* _HOW TO COMPLETE THIS TASK_
The full listing should be set down exactly as it reads.

◇ ◇ ◇ ◇ ◇

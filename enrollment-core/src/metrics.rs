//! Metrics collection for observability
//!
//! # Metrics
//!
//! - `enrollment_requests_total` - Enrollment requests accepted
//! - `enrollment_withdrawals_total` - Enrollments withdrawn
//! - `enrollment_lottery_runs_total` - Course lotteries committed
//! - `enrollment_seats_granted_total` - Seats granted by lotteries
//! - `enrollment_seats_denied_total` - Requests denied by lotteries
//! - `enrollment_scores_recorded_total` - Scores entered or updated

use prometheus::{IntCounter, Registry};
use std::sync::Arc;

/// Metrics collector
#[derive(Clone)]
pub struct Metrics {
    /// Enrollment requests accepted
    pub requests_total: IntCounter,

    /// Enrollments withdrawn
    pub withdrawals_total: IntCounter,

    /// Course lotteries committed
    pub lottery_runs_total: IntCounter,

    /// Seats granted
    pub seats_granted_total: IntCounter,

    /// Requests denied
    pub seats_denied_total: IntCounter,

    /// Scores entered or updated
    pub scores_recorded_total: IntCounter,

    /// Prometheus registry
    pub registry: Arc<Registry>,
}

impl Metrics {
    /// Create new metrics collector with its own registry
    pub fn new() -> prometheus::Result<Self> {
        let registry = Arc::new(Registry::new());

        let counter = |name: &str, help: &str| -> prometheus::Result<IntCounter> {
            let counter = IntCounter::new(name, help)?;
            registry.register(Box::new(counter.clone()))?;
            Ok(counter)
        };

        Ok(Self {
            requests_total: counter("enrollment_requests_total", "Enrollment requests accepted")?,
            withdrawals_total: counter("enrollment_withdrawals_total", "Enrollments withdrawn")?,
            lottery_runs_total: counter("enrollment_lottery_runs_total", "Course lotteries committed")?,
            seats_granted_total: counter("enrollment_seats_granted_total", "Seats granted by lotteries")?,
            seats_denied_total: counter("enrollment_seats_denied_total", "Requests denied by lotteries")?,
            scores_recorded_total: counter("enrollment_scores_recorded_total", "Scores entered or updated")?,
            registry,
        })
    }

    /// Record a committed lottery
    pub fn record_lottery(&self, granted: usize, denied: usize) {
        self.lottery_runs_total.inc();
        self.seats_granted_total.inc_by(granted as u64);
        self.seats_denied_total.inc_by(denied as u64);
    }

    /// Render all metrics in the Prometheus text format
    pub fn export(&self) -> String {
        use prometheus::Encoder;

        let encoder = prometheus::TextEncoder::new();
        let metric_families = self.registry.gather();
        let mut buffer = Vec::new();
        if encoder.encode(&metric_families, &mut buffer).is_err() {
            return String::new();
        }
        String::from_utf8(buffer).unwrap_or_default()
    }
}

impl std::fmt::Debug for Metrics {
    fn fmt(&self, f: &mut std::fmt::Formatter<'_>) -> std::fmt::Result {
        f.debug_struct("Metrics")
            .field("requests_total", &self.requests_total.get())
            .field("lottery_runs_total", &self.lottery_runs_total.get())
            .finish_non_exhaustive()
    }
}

◇ ◇ ◇ ◇ ◇

* _WORKED SOLUTION_
filename enrollment-core/src/metrics.rs
//! Metrics collection for observability
//!
//! # Metrics
//!
//! - `enrollment_requests_total` - Enrollment requests accepted
//! - `enrollment_withdrawals_total` - Enrollments withdrawn
//! - `enrollment_lottery_runs_total` - Course lotteries committed
//! - `enrollment_seats_granted_total` - Seats granted by lotteries
//! - `enrollment_seats_denied_total` - Requests denied by lotteries
//! - `enrollment_scores_recorded_total` - Scores entered or updated

use prometheus::{IntCounter, Registry};
use std::sync::Arc;

/// Metrics collector
#[derive(Clone)]
pub struct Metrics {
    /// Enrollment requests accepted
    pub requests_total: IntCounter,

    /// Enrollments withdrawn
    pub withdrawals_total: IntCounter,

    /// Course lotteries committed
    pub lottery_runs_total: IntCounter,

    /// Seats granted
    pub seats_granted_total: IntCounter,

    /// Requests denied
    pub seats_denied_total: IntCounter,

    /// Scores entered or updated
    pub scores_recorded_total: IntCounter,

    /// Prometheus registry
    pub registry: Arc<Registry>,
}

impl Metrics {
    /// Create new metrics collector with its own registry
    pub fn new() -> prometheus::Result<Self> {
        let registry = Arc::new(Registry::new());

        let counter = |name: &str, help: &str| -> prometheus::Result<IntCounter> {
            let counter = IntCounter::new(name, help)?;
            registry.register(Box::new(counter.clone()))?;
            Ok(counter)
        };

        Ok(Self {
            requests_total: counter("enrollment_requests_total", "Enrollment requests accepted")?,
            withdrawals_total: counter("enrollment_withdrawals_total", "Enrollments withdrawn")?,
            lottery_runs_total: counter("enrollment_lottery_runs_total", "Course lotteries committed")?,
            seats_granted_total: counter("enrollment_seats_granted_total", "Seats granted by lotteries")?,
            seats_denied_total: counter("enrollment_seats_denied_total", "Requests denied by lotteries")?,
            scores_recorded_total: counter("enrollment_scores_recorded_total", "Scores entered or updated")?,
            registry,
        })
    }

    /// Record a committed lottery
    pub fn record_lottery(&self, granted: usize, denied: usize) {
        self.lottery_runs_total.inc();
        self.seats_granted_total.inc_by(granted as u64);
        self.seats_denied_total.inc_by(denied as u64);
    }

    /// Render all metrics in the Prometheus text format
    pub fn export(&self) -> String {
        use prometheus::Encoder;

        let encoder = prometheus::TextEncoder::new();
        let metric_families = self.registry.gather();
        let mut buffer = Vec::new();
        if encoder.encode(&metric_families, &mut buffer).is_err() {
            return String::new();
        }
        String::from_utf8(buffer).unwrap_or_default()
    }
}

impl std::fmt::Debug for Metrics {
    fn fmt(&self, f: &mut std::fmt::Formatter<'_>) -> std::fmt::Result {
        f.debug_struct("Metrics")
            .field("requests_total", &self.requests_total.get())
            .field("lottery_runs_total", &self.lottery_runs_total.get())
            .finish_non_exhaustive()
    }
}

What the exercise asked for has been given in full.